Supreme Court to hear affirmative action case

    The U.S. Supreme Court announced on Dec. 2 that it will hear the University of Michigan reverse discrimination case, which could potentially end affirmative action in all public universities by June 2003.

    “”This is a moment of great significance in our nation’s history,”” said University of Michigan President Mary Sue Coleman . “”We stand at the threshold of a decision that will have a profound impact on our nation’s higher education system and on our race relations broadly.””

    The court hopes that its ruling would potentially end the ambiguity over the 1978 Bakke v. University of California ruling, in which the Supreme Court allowed for race to be a factor in university admissions but outlawed racial quotas.

    Two potential students of the University of Michigan’s College of Literature, Science and the Arts, Jennifer Gratz and Patrick Hamacher, and one potential law student, Barbara Grutter, have filed a suit against the university claiming that their applications were judged harder than those applications received from students of color.

    Potential applicants at the university are evaluated on a 150-point scale based on their LSAT scores, grade point average and other variables. While a white student will receive one point for having a good essay, a student of color will receive an extra 20 points for being a minority.

    However, the Center for Individual Rights, the party representing the prosecution, believes that the University of Michigan’s policy toward admitting minority students is a violation of Title VI of the Civil Rights Act of 1964, which bans all forms of racial discrimination in federally funded universities.

    Court records about the University of Michigan’s law school cite that while a white applicant with an LSAT score of 165 and a GPA between 3.25 and 3.49 has about a 22 percent chance of admission, a minority student with similar marks is almost guaranteed entry.

    Grutter had a 3.8 GPA, scored 161 on the LSAT and had started her own consulting firm by 1996 when she applied to the law school.

    These issues do not affect UCSD because Proposition 209, which prohibits discrimination and granting preferential treatment on the basis of race, was passed by California voters in 1997.

    “”Race cannot be considered in the awarding of public benefit,”” Vice Chancellor of Student Affairs Joseph Watson said. “”I am not a lawyer, but I don’t think that the Supreme Court is going to decide that race must be considered, and that would be the only way that they could reverse the California decision.””

    Many UCSD students believe that these policies are unfair to others who deserve admittance to the university.

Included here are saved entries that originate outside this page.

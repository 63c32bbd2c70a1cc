// Copyright 2019 Palantir Technologies, Inc.
//
// Licensed under the Apache License, Version 2.0 (the "License");
// you may not use this file except in compliance with the License.
// You may obtain a copy of the License at
//
// http://www.apache.org/licenses/LICENSE-2.0
//
// Unless required by applicable law or agreed to in writing, software
// distributed under the License is distributed on an "AS IS" BASIS,
// WITHOUT WARRANTIES OR CONDITIONS OF ANY KIND, either express or implied.
// See the License for the specific language governing permissions and
// limitations under the License.
use crate::value::MetricValue;
use parking_lot::Mutex;
use serde_json::Map;

/// A metric holding a single, arbitrarily-typed value set by the caller.
///
/// Unlike a [`Counter`](crate::Counter), a gauge is last-writer-wins:
/// `notify` simply replaces the stored value rather than accumulating it.
#[derive(Debug)]
pub struct Gauge(Mutex<MetricValue>);

impl Default for Gauge {
    fn default() -> Self {
        Gauge::new()
    }
}

impl Gauge {
    /// Creates a new gauge holding [`MetricValue::Null`].
    pub fn new() -> Gauge {
        Gauge(Mutex::new(MetricValue::Null))
    }

    /// Replaces the gauge's value.
    pub fn notify(&self, value: MetricValue) {
        *self.0.lock() = value;
    }

    /// Returns a copy of the gauge's current value.
    pub fn raw(&self) -> MetricValue {
        self.0.lock().clone()
    }

    /// Returns the computed summary: `{kind: "gauge", value}`.
    pub fn get(&self) -> Map<String, serde_json::Value> {
        let mut map = Map::new();
        map.insert("kind".to_string(), MetricValue::from("gauge").to_json());
        map.insert("value".to_string(), self.raw().to_json());
        map
    }
}

#[cfg(test)]
mod test {
    use super::*;

    #[test]
    fn last_writer_wins() {
        let gauge = Gauge::new();
        gauge.notify(MetricValue::from(1i64));
        gauge.notify(MetricValue::from("hello"));
        assert_eq!(gauge.raw(), MetricValue::from("hello"));
        assert_eq!(gauge.get()["kind"], "gauge");
        assert_eq!(gauge.get()["value"], "hello");
    }

    #[test]
    fn starts_null() {
        let gauge = Gauge::new();
        assert_eq!(gauge.raw(), MetricValue::Null);
    }
}
//! One port's storage and its daily step.

use sf_core::{Material, SimRng};

use crate::{CeilingLedger, PortPolicy};

/// A scheduled movement of one material through the port.
#[derive(Copy, Clone, Debug, PartialEq)]
pub struct Movement {
    pub material: Material,
    pub quantity: f64,
}

/// Tonnages for one port-day, indexed by `Material::index()`.
///
/// `departed` is the shipped column for steel.  For every material
/// `eod = bod + arrived − departed`.
#[derive(Copy, Clone, Debug, Default, PartialEq)]
pub struct DayFlows {
    pub bod:      [f64; 3],
    pub arrived:  [f64; 3],
    pub departed: [f64; 3],
    pub eod:      [f64; 3],
}

impl DayFlows {
    /// Everything that moved in or out today.
    pub fn total_flow(&self) -> f64 {
        self.arrived.iter().sum::<f64>() + self.departed.iter().sum::<f64>()
    }
}

/// Storage state of one port.
#[derive(Clone, Debug)]
pub struct PortYard {
    pub name: String,
    storage:  [f64; 3],
    ledger:   CeilingLedger,
}

impl PortYard {
    /// Empty yard.
    pub fn new(name: impl Into<String>, ledger: CeilingLedger) -> Self {
        Self { name: name.into(), storage: [0.0; 3], ledger }
    }

    /// Yard with opening stock, clamped to `[0, max_storage]`.
    pub fn with_storage(
        name:    impl Into<String>,
        ledger:  CeilingLedger,
        storage: [f64; 3],
        policy:  &PortPolicy,
    ) -> Self {
        let mut yard = Self::new(name, ledger);
        for m in Material::ALL {
            yard.storage[m.index()] = storage[m.index()].clamp(0.0, policy.get(m).max_storage);
        }
        yard
    }

    #[inline]
    pub fn storage(&self, material: Material) -> f64 {
        self.storage[material.index()]
    }

    #[inline]
    pub fn ledger(&self) -> &CeilingLedger {
        &self.ledger
    }

    /// Inject raw material up to the ceiling allowance and the free room.
    /// Returns the injected tonnage.
    fn inject(&mut self, material: Material, policy: &PortPolicy, rng: &mut SimRng) -> f64 {
        let allowance = self.ledger.allowance(material);
        if allowance <= 0.0 {
            return 0.0;
        }
        let p = policy.get(material);
        let room = p.max_storage - self.storage[material.index()];
        let quantity = rng.uniform(p.range.0, p.range.1).min(allowance).min(room);
        if quantity <= 0.0 {
            return 0.0;
        }
        self.storage[material.index()] += quantity;
        self.ledger.record(material, quantity);
        quantity
    }

    /// Advance one day.
    ///
    /// 1. departures: a raw-material departure larger than storage first gets
    ///    a catch-up injection; then `min(quantity, storage)` leaves;
    /// 2. arrivals: stored up to capacity, the excess passes through; raw
    ///    material arrivals count against the ceiling;
    /// 3. coal/limestone below trigger: replenishment injection;
    /// 4. steel at or above trigger (and the range minimum) ships
    ///    `min(U(range), storage)`; on `last_day` all steel ships.
    pub fn step(
        &mut self,
        departures: &[Movement],
        arrivals:   &[Movement],
        last_day:   bool,
        policy:     &PortPolicy,
        rng:        &mut SimRng,
    ) -> DayFlows {
        let mut flows = DayFlows { bod: self.storage, ..DayFlows::default() };

        for m in departures {
            let i = m.material.index();
            if m.material != Material::Steel && self.storage[i] < m.quantity {
                flows.arrived[i] += self.inject(m.material, policy, rng);
            }
            let out = m.quantity.min(self.storage[i]).max(0.0);
            self.storage[i] -= out;
            flows.departed[i] += out;
        }

        for m in arrivals {
            let i = m.material.index();
            let room = (policy.get(m.material).max_storage - self.storage[i]).max(0.0);
            let kept = m.quantity.min(room).max(0.0);
            self.storage[i] += kept;
            if m.material != Material::Steel {
                self.ledger.record_arrival(m.material, m.quantity);
            }
            flows.arrived[i] += m.quantity;
            flows.departed[i] += m.quantity - kept;
        }

        for material in Material::RAW {
            if self.storage[material.index()] < policy.get(material).trigger {
                flows.arrived[material.index()] += self.inject(material, policy, rng);
            }
        }

        let s = Material::Steel.index();
        let steel = &policy.steel;
        let shipment = if last_day {
            self.storage[s]
        } else if self.storage[s] >= steel.trigger && self.storage[s] >= steel.range.0 {
            rng.uniform(steel.range.0, steel.range.1).min(self.storage[s])
        } else {
            0.0
        };
        if shipment > 0.0 {
            self.storage[s] -= shipment;
            flows.departed[s] += shipment;
        }

        flows.eod = self.storage;
        flows
    }
}
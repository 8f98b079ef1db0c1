//! Fluent builder for constructing a [`Pipeline`].

use std::path::PathBuf;

use sf_network::Network;
use sf_table::{CsvWriter, TableWriter};

use crate::{Pipeline, PipelineConfig, PipelineResult};

/// Fluent builder for [`Pipeline`].
///
/// # Optional inputs (have defaults)
///
/// | Method             | Default                                     |
/// |--------------------|---------------------------------------------|
/// | `.network(n)`      | `config.plants`, else the built-in catalog  |
/// | `.output_dir(p)`   | `config.output_dir`                         |
/// | `.seed(s)`         | `config.seed`                               |
///
/// Mirror backends are opened from `config.backends`; a backend enabled in
/// configuration but not compiled in is skipped with a warning.
pub struct PipelineBuilder {
    config:  PipelineConfig,
    network: Option<Network>,
}

impl PipelineBuilder {
    pub fn new(config: PipelineConfig) -> Self {
        Self { config, network: None }
    }

    pub fn network(mut self, network: Network) -> Self {
        self.network = Some(network);
        self
    }

    pub fn output_dir(mut self, dir: impl Into<PathBuf>) -> Self {
        self.config.output_dir = dir.into();
        self
    }

    pub fn seed(mut self, seed: u64) -> Self {
        self.config.seed = seed;
        self
    }

    pub fn build(self) -> PipelineResult<Pipeline> {
        self.config.validate()?;
        let network = match self.network {
            Some(n) => n,
            None => self.config.network()?,
        };
        let csv = CsvWriter::new(&self.config.output_dir)?;
        let mirrors = open_mirrors(&self.config)?;
        tracing::info!(
            plants = network.plant_count(),
            locations = network.location_count(),
            output = %self.config.output_dir.display(),
            seed = self.config.seed,
            mirrors = mirrors.len(),
            "pipeline ready"
        );
        Ok(Pipeline { config: self.config, network, csv, mirrors })
    }
}

#[allow(unused_mut)]
fn open_mirrors(config: &PipelineConfig) -> PipelineResult<Vec<Box<dyn TableWriter>>> {
    let mut mirrors: Vec<Box<dyn TableWriter>> = Vec::new();
    let dir = &config.output_dir;

    if config.backends.sqlite {
        #[cfg(feature = "sqlite")]
        mirrors.push(Box::new(sf_table::SqliteWriter::new(dir)?));
        #[cfg(not(feature = "sqlite"))]
        tracing::warn!(dir = %dir.display(), "sqlite backend requested but not compiled in; skipping");
    }
    if config.backends.parquet {
        #[cfg(feature = "parquet")]
        mirrors.push(Box::new(sf_table::ParquetWriter::new(dir)?));
        #[cfg(not(feature = "parquet"))]
        tracing::warn!(dir = %dir.display(), "parquet backend requested but not compiled in; skipping");
    }
    Ok(mirrors)
}
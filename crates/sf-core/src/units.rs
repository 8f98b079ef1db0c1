//! Tonnage units and display rounding.
//!
//! Every quantity written to a stage table carries two decimals.  Rounding is
//! applied at the point a value is recorded, never to running totals.

/// Tonnes in one million tonnes (Mt), the unit of annual plant figures.
pub const TONNES_PER_MT: f64 = 1_000_000.0;

/// Round to two decimal places (half away from zero).
#[inline]
pub fn round2(x: f64) -> f64 {
    (x * 100.0).round() / 100.0
}
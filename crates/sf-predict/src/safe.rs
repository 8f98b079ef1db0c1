//! A predictor wrapper that always answers.

use std::path::Path;

use crate::{LinearPredictor, Prediction, Predictor};

/// Which model a [`SafePredictor`] stands in for; selects the fallbacks.
#[derive(Copy, Clone, Debug, PartialEq, Eq)]
pub enum ModelKind {
    Port,
    Rail,
}

impl ModelKind {
    /// Returned when no model is loaded.
    pub fn unloaded(self) -> Prediction {
        match self {
            ModelKind::Port => Prediction::new(10.0, 350.0),
            ModelKind::Rail => Prediction::new(8.0, 450.0),
        }
    }

    /// Returned when a loaded model fails on an input.
    pub fn runtime_error(self) -> Prediction {
        match self {
            ModelKind::Port => Prediction::new(12.0, 400.0),
            ModelKind::Rail => Prediction::new(9.5, 500.0),
        }
    }

    pub fn as_str(self) -> &'static str {
        match self {
            ModelKind::Port => "port",
            ModelKind::Rail => "rail",
        }
    }
}

/// Wraps an optional model; [`predict`][Self::predict] never fails.
pub struct SafePredictor {
    kind:  ModelKind,
    model: Option<Box<dyn Predictor>>,
}

impl SafePredictor {
    pub fn new(kind: ModelKind, model: Option<Box<dyn Predictor>>) -> Self {
        Self { kind, model }
    }

    pub fn unloaded(kind: ModelKind) -> Self {
        Self::new(kind, None)
    }

    /// Load a [`LinearPredictor`] from `path`.  A missing path or a load
    /// failure leaves the predictor unloaded with a warning.
    pub fn load(kind: ModelKind, path: Option<&Path>) -> Self {
        let Some(path) = path else {
            tracing::warn!(model = kind.as_str(), "no model weights given; using fallback predictions");
            return Self::unloaded(kind);
        };
        match LinearPredictor::load(path) {
            Ok(model) => Self::new(kind, Some(Box::new(model))),
            Err(e) => {
                tracing::warn!(model = kind.as_str(), error = %e, "model failed to load; using fallback predictions");
                Self::unloaded(kind)
            }
        }
    }

    pub fn kind(&self) -> ModelKind {
        self.kind
    }

    pub fn is_loaded(&self) -> bool {
        self.model.is_some()
    }

    pub fn predict(&self, features: &[f32]) -> Prediction {
        let Some(model) = &self.model else {
            return self.kind.unloaded();
        };
        match model.predict(features) {
            Ok(p) => p,
            Err(e) => {
                tracing::warn!(model = self.kind.as_str(), error = %e, "prediction failed; using fallback");
                self.kind.runtime_error()
            }
        }
    }
}

impl std::fmt::Debug for SafePredictor {
    fn fmt(&self, f: &mut std::fmt::Formatter<'_>) -> std::fmt::Result {
        f.debug_struct("SafePredictor")
            .field("kind", &self.kind)
            .field("loaded", &self.is_loaded())
            .finish()
    }
}
//! `sf-plant`: the first pipeline stage.
//!
//! Turns three annual figures (coal, limestone, steel in Mt) into a daily
//! stock log per plant:
//!
//! | Module          | Contents                                                  |
//! |-----------------|-----------------------------------------------------------|
//! | [`totals`]      | `AnnualTotals`, lenient parsing with per-figure defaults  |
//! | [`allocation`]  | yearly export / raw-material shares per plant             |
//! | [`series`]      | daily export series and randomised train-arrival series   |
//! | [`simulator`]   | `PlantStockSimulator`, the day loop producing `PlantLogRow`s |
//!
//! Per plant and day:
//!
//! ```text
//! coal_required = export × 1.0          limestone_required = export × 0.43
//! consumed      = required × U(0.95, 1.05)
//! min_target    = max_stock × U(0.20, 0.30)
//! eod_stock     = clamp(bod_stock + arrived − consumed, min_target, max_stock)
//! ```

pub mod allocation;
pub mod error;
pub mod series;
pub mod simulator;
pub mod totals;

#[cfg(test)]
mod tests;

pub use allocation::{PlantAllocation, allocate};
pub use error::{PlantError, PlantResult};
pub use simulator::{PlantParams, PlantStockSimulator};
pub use totals::{AnnualTotals, TotalValue};
//! The port flow stage.
//!
//! The window runs from the earliest trip departure date to the latest trip
//! arrival date.  Each day visits every network port in name order; per
//! port-day the draws are: policy injections and the steel shipment in the
//! order [`PortYard::step`] makes them, then the weather index.

use sf_core::{Material, SimCalendar, SimRng, round2};
use sf_network::Network;
use sf_table::{PortLogRow, TripRow};

use crate::{CeilingLedger, DayFlows, DayIndex, Movement, PortError, PortPolicy, PortResult, PortYard};

/// Weights of weather-delay indices `0..=5`.
pub const WEATHER_WEIGHTS: [f64; 6] = [0.4, 0.3, 0.15, 0.1, 0.04, 0.01];

/// Output of one port run.
#[derive(Debug)]
pub struct PortFlowRun {
    /// Ordered by date, then port name.
    pub rows:  Vec<PortLogRow>,
    /// Final state of each port, in name order.
    pub yards: Vec<PortYard>,
}

/// Replays the train log against port storage.
#[derive(Clone, Debug, Default)]
pub struct PortFlowSimulator {
    policy: PortPolicy,
}

fn movement(t: &TripRow) -> Movement {
    Movement { material: t.material, quantity: t.quantity_tonnes }
}

fn log_row(date: chrono::NaiveDate, port: &str, f: &DayFlows, weather: u32, policy: &PortPolicy) -> PortLogRow {
    let c = Material::Coal.index();
    let l = Material::Limestone.index();
    let s = Material::Steel.index();
    PortLogRow {
        date,
        port_name:                         port.to_owned(),
        coal_bod_storage_tonnes:           round2(f.bod[c]),
        limestone_bod_storage_tonnes:      round2(f.bod[l]),
        steel_bod_storage_tonnes:          round2(f.bod[s]),
        coal_arrived_tonnes:               round2(f.arrived[c]),
        limestone_arrived_tonnes:          round2(f.arrived[l]),
        coal_departed_tonnes:              round2(f.departed[c]),
        limestone_departed_tonnes:         round2(f.departed[l]),
        steel_arrived_tonnes:              round2(f.arrived[s]),
        steel_shipped_tonnes:              round2(f.departed[s]),
        coal_eod_storage_tonnes:           round2(f.eod[c]),
        limestone_eod_storage_tonnes:      round2(f.eod[l]),
        steel_eod_storage_tonnes:          round2(f.eod[s]),
        total_cargo_flow_today_tonnes:     round2(f.total_flow()),
        weather_delay_index:               weather,
        steel_storage_utilization_percent: round2(f.eod[s] / policy.steel.max_storage * 100.0),
    }
}

impl PortFlowSimulator {
    pub fn new(policy: PortPolicy) -> PortResult<Self> {
        policy.validate()?;
        Ok(Self { policy })
    }

    pub fn policy(&self) -> &PortPolicy {
        &self.policy
    }

    /// Yards for every network port, in name order, with ceilings from `trips`.
    pub fn yards(&self, network: &Network, trips: &[TripRow]) -> PortResult<Vec<PortYard>> {
        let ports = network.ports();
        if ports.is_empty() {
            return Err(PortError::NoPorts);
        }
        Ok(ports
            .into_iter()
            .map(|id| {
                let name = network.name(id);
                PortYard::new(name, CeilingLedger::from_trips(name, trips))
            })
            .collect())
    }

    pub fn run(&self, network: &Network, trips: &[TripRow], rng: &mut SimRng) -> PortResult<PortFlowRun> {
        let yards = self.yards(network, trips)?;
        self.run_with_yards(trips, yards, rng)
    }

    /// Run against explicit starting yards (name order is kept as given).
    pub fn run_with_yards(
        &self,
        trips:     &[TripRow],
        mut yards: Vec<PortYard>,
        rng:       &mut SimRng,
    ) -> PortResult<PortFlowRun> {
        let departures = DayIndex::build(trips, |t| t.departure_time.date());
        let arrivals = DayIndex::build(trips, |t| t.arrival_time.date());
        let (Some(first), Some(last)) = (departures.first_day(), arrivals.last_day()) else {
            tracing::warn!("train log is empty; port log will be empty");
            return Ok(PortFlowRun { rows: Vec::new(), yards });
        };
        let calendar = SimCalendar::spanning(first, last);
        tracing::info!(ports = yards.len(), trips = trips.len(), window = %calendar, "port stage started");

        let mut rows = Vec::with_capacity(calendar.days as usize * yards.len());
        for date in calendar.dates() {
            let last_day = date == last;
            for yard in &mut yards {
                let out: Vec<Movement> = departures
                    .on(date)
                    .iter()
                    .map(|&i| &trips[i])
                    .filter(|t| t.source == yard.name)
                    .map(movement)
                    .collect();
                let inn: Vec<Movement> = arrivals
                    .on(date)
                    .iter()
                    .map(|&i| &trips[i])
                    .filter(|t| t.destination == yard.name)
                    .map(movement)
                    .collect();

                let flows = yard.step(&out, &inn, last_day, &self.policy, rng);
                let weather = rng.choose_weighted_index(&WEATHER_WEIGHTS).unwrap_or(0) as u32;
                rows.push(log_row(date, &yard.name, &flows, weather, &self.policy));
            }
            tracing::debug!(%date, "port day simulated");
        }

        for yard in &yards {
            for material in Material::RAW {
                tracing::debug!(
                    port = %yard.name,
                    %material,
                    ceiling = yard.ledger().ceiling(material),
                    received = yard.ledger().received(material),
                    "port ceiling usage"
                );
            }
        }
        tracing::info!(rows = rows.len(), "port stage finished");
        Ok(PortFlowRun { rows, yards })
    }
}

    “”While affirmative action may provide opportunities for underprivileged minorities, it is counterproductive for universities because it does not necessarily ensure the most qualified students will be admitted,”” said John Muir College senior Steven Reis.

    Watson, however, said that many students of color do not have the necessary resources available to them to be successful.

    “”The real issue is that many students of color don’t have the same opportunities,”” he said. “”Many don’t have access to the same quality education.””

    Affirmative action cases also take past and current racial discrimination into account, which Watson said should be a factor in deciding this case.

    The U.S. Court of Appeals, where Grutter lost her case before the successful appeal to the Supreme Court, believes that affirmative action is a necessity in keeping the number of minority students high.

    The court reported that without special allowances given to minority students, only 4 percent of the incoming class of 2000 at the University of Michigan would have been granted admission. This is compared to the 14.5 percent that were accepted that year under their admission regulations.

    A similar Wesleyan University study reports that black students on many campuses would drop below 2 percent if such minority advancement ended. To many UCSD students, this statistic is evidence of a much larger societal problem.

    “”I think that affirmative action is just a temporary solution to a major problem in society,”” said Thurgood Marshall College sophomore Sam Maghsoodoo. “”Lowering the bar for certain groups in university admissions is just a cure for the symptoms of a problem that needs to be solved at the root.””

    These factors will be discussed by the nine Supreme Court members, who in the past have been split on the issue of race. Four of the current members — Antonin Scalia, Anthony Kennedy, Clarence Thomas and Chief Justice William Rehnquist — have historically opposed affirmative action, while John Paul Stevens, David Souter, Ruth Bader Ginsburg and Stephen Breyer have all been in favor of such policies.

    The ninth member, Sandra Day O’Connor, stands to be the decisive vote in this issue, since her decision will most likely create a majority for either stance and subsequently decide the Supreme Court’s ruling.

    Race relations in education timeline

    A look at racial matters in the history of education in the United States.

    1954 — Brown v. Board of Education The U.S. Supreme Court rules that separate facilities, including schools, is inherently unequal. Segregated schools in the South subsequently integrate.

    1961 — Affirmative Action President John F. Kennedy requires that all government agencies, including schools, make efforts to expand opportunities to minorities.

    1978 — Bakke v. University of California U.S. Supreme Court upholds the use of race as factor in admissions, but outlaws quotas.

    1998 — Standing Policies 1 and 2 UC Regents pass resolutions mandating that UC would no longer use race or gender in admissions decisions.